La information a été annoncée par le vice-premier ministre Jorge Luis Tapia Fonseca lors d'une rencontre avec des producteurs agricoles, au cours de laquelle il a expliqué que ceux qui ont émigré pourront également accéder au programme de distribution des terres.
Depuis le début du système de usufruit en 2008 par le , les réformes successives ont élargi les conditions d'exploitation des terres d'État, mais jusqu'à présent, la possibilité pour les émigrés de devenir usufruitiers n'avait pas été expressément annoncée.
Le gouvernement n'a pas précisé comment la mesure sera mise en œuvre ni quels seront les critères pour certifier la soi-disant "citoyenneté effective", il sera donc nécessaire d'attendre la publication des normes correspondantes dans le Journal officiel.
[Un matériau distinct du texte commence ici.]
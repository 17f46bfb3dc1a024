//! Curriculum subjects a question can be filed under.
//!
//! The set is closed. [`Subject::Unclassified`] is the "let the classifier
//! decide" sentinel: it can be *selected*, but it is never accepted as the
//! result of a classification.

use crate::config::types::Locale;
use serde::{Deserialize, Serialize};
use std::fmt;
use std::str::FromStr;

#[derive(Debug, Clone, Copy, PartialEq, Eq, Hash, Default, Serialize, Deserialize)]
#[serde(rename_all = "kebab-case")]
pub enum Subject {
    #[default]
    Unclassified,
    Pharmacology,
    Pharmacotherapy,
    Biochemistry,
    AnatomyPhysiology,
    Microbiology,
    OrganicChemistry,
}

impl Subject {
    /// Every subject, sentinel first, in selector order.
    pub const ALL: [Subject; 7] = [
        Subject::Unclassified,
        Subject::Pharmacology,
        Subject::Pharmacotherapy,
        Subject::Biochemistry,
        Subject::AnatomyPhysiology,
        Subject::Microbiology,
        Subject::OrganicChemistry,
    ];

    /// The six subjects a classification may resolve to.
    pub const CONCRETE: [Subject; 6] = [
        Subject::Pharmacology,
        Subject::Pharmacotherapy,
        Subject::Biochemistry,
        Subject::AnatomyPhysiology,
        Subject::Microbiology,
        Subject::OrganicChemistry,
    ];

    /// Stable identifier used on the command line and in serialized turns.
    pub fn slug(self) -> &'static str {
        match self {
            Self::Unclassified => "unclassified",
            Self::Pharmacology => "pharmacology",
            Self::Pharmacotherapy => "pharmacotherapy",
            Self::Biochemistry => "biochemistry",
            Self::AnatomyPhysiology => "anatomy-physiology",
            Self::Microbiology => "microbiology",
            Self::OrganicChemistry => "organic-chemistry",
        }
    }

    /// Label shown to the user and sent to the model for `locale`.
    pub fn label(self, locale: Locale) -> &'static str {
        match locale {
            Locale::English => match self {
                Self::Unclassified => "auto-classify",
                other => other.slug(),
            },
            Locale::Korean => match self {
                Self::Unclassified => "자동 분류",
                Self::Pharmacology => "약물학",
                Self::Pharmacotherapy => "약물치료학",
                Self::Biochemistry => "생화학",
                Self::AnatomyPhysiology => "해부생리학",
                Self::Microbiology => "미생물학",
                Self::OrganicChemistry => "유기화학",
            },
        }
    }

    pub fn is_unclassified(self) -> bool {
        self == Self::Unclassified
    }

    /// Membership check for raw classifier output.
    ///
    /// Only an exact match against one of the six concrete labels of `locale`
    /// is accepted; surrounding whitespace is ignored, casing is not.
    pub fn from_label(raw: &str, locale: Locale) -> Option<Subject> {
        let raw = raw.trim();
        Self::CONCRETE
            .into_iter()
            .find(|subject| subject.label(locale) == raw)
    }
}

impl fmt::Display for Subject {
    fn fmt(&self, f: &mut fmt::Formatter<'_>) -> fmt::Result {
        f.write_str(self.slug())
    }
}

#[derive(Debug, Clone, PartialEq, Eq, thiserror::Error)]
#[error("unknown subject '{0}' (expected one of: auto, {list})", list = concrete_slugs())]
pub struct ParseSubjectError(pub String);

fn concrete_slugs() -> String {
    Subject::CONCRETE
        .iter()
        .map(|s| s.slug())
        .collect::<Vec<_>>()
        .join(", ")
}

impl FromStr for Subject {
    type Err = ParseSubjectError;

    fn from_str(s: &str) -> Result<Self, Self::Err> {
        let needle = s.trim().to_lowercase();
        if matches!(needle.as_str(), "auto" | "auto-classify") {
            return Ok(Self::Unclassified);
        }
        Self::ALL
            .into_iter()
            .find(|subject| subject.slug() == needle)
            .ok_or_else(|| ParseSubjectError(s.to_string()))
    }
}

#[cfg(test)]
mod tests {
    use super::*;

    #[test]
    fn concrete_set_excludes_sentinel() {
        assert!(!Subject::CONCRETE.contains(&Subject::Unclassified));
        assert_eq!(Subject::ALL.len(), Subject::CONCRETE.len() + 1);
    }

    #[test]
    fn from_label_accepts_exact_labels_only() {
        assert_eq!(
            Subject::from_label("pharmacology", Locale::English),
            Some(Subject::Pharmacology)
        );
        assert_eq!(
            Subject::from_label("  microbiology\n", Locale::English),
            Some(Subject::Microbiology)
        );
        assert_eq!(Subject::from_label("Pharmacology", Locale::English), None);
        assert_eq!(Subject::from_label("dosage", Locale::English), None);
        assert_eq!(Subject::from_label("pharmacology.", Locale::English), None);
    }

    #[test]
    fn sentinel_label_is_never_a_classification() {
        for locale in [Locale::English, Locale::Korean] {
            let label = Subject::Unclassified.label(locale);
            assert_eq!(Subject::from_label(label, locale), None);
        }
    }

    #[test]
    fn korean_labels_round_trip() {
        for subject in Subject::CONCRETE {
            let label = subject.label(Locale::Korean);
            assert_eq!(Subject::from_label(label, Locale::Korean), Some(subject));
            assert_eq!(Subject::from_label(label, Locale::English), None);
        }
    }

    #[test]
    fn parses_slugs_and_aliases() {
        assert_eq!("auto".parse::<Subject>(), Ok(Subject::Unclassified));
        assert_eq!("Auto-Classify".parse::<Subject>(), Ok(Subject::Unclassified));
        assert_eq!(
            "anatomy-physiology".parse::<Subject>(),
            Ok(Subject::AnatomyPhysiology)
        );
        let err = "toxicology".parse::<Subject>().unwrap_err();
        assert!(err.to_string().contains("toxicology"));
        assert!(err.to_string().contains("organic-chemistry"));
    }

    #[test]
    fn serde_uses_slugs() {
        let json = serde_json::to_string(&Subject::OrganicChemistry).unwrap();
        assert_eq!(json, "\"organic-chemistry\"");
    }
}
L'annonce fait partie d'un ensemble de changements par lesquels les autorités cherchent à intégrer davantage d'acteurs dans la production agroalimentaire, dans un contexte marqué par la pénurie alimentaire et la faible productivité du secteur.
L'ouverture coïncide avec un moment où les autorités reconnaissent la nécessité d'attirer de nouveaux producteurs pour exploiter des milliers d'hectares de terres inexploitées.
Au cours des dernières années, le gouvernement a promu plusieurs réformes du régime d'usufruit —comme l'augmentation de la superficie attribuable, la flexibilisation de certains critères et la régularisation des constructions sur les propriétés— mais les résultats n'ont pas réussi à inverser la crise de production alimentaire qui touche le pays.
Si cette mesure est confirmée par sa publication officielle, l'univers des bénéficiaires potentiels s'élargira de manière significative en incluant les Cubains résidant à l'étranger qui conservent la citoyenneté effective.
Cependant, il reste encore des questions sur des aspects pratiques tels que la résidence à Cuba, l'administration des terres, les délais pour commencer l'exploitation, les mécanismes de contrôle et les conditions pour conserver l'usufruit.
Les déclarations de Tapia Fonseca interviennent par ailleurs alors que le gouvernement travaille sur une nouvelle Loi sur les Terres destinée à remplacer le cadre juridique actuel du usufruit.
Le projet vise à réorganiser la législation agricole et pourrait intégrer de manière définitive des changements comme celui-ci, bien que pour le moment, les autorités n'aient pas publié le texte légal permettant de connaître l'étendue exacte de l'ouverture annoncée.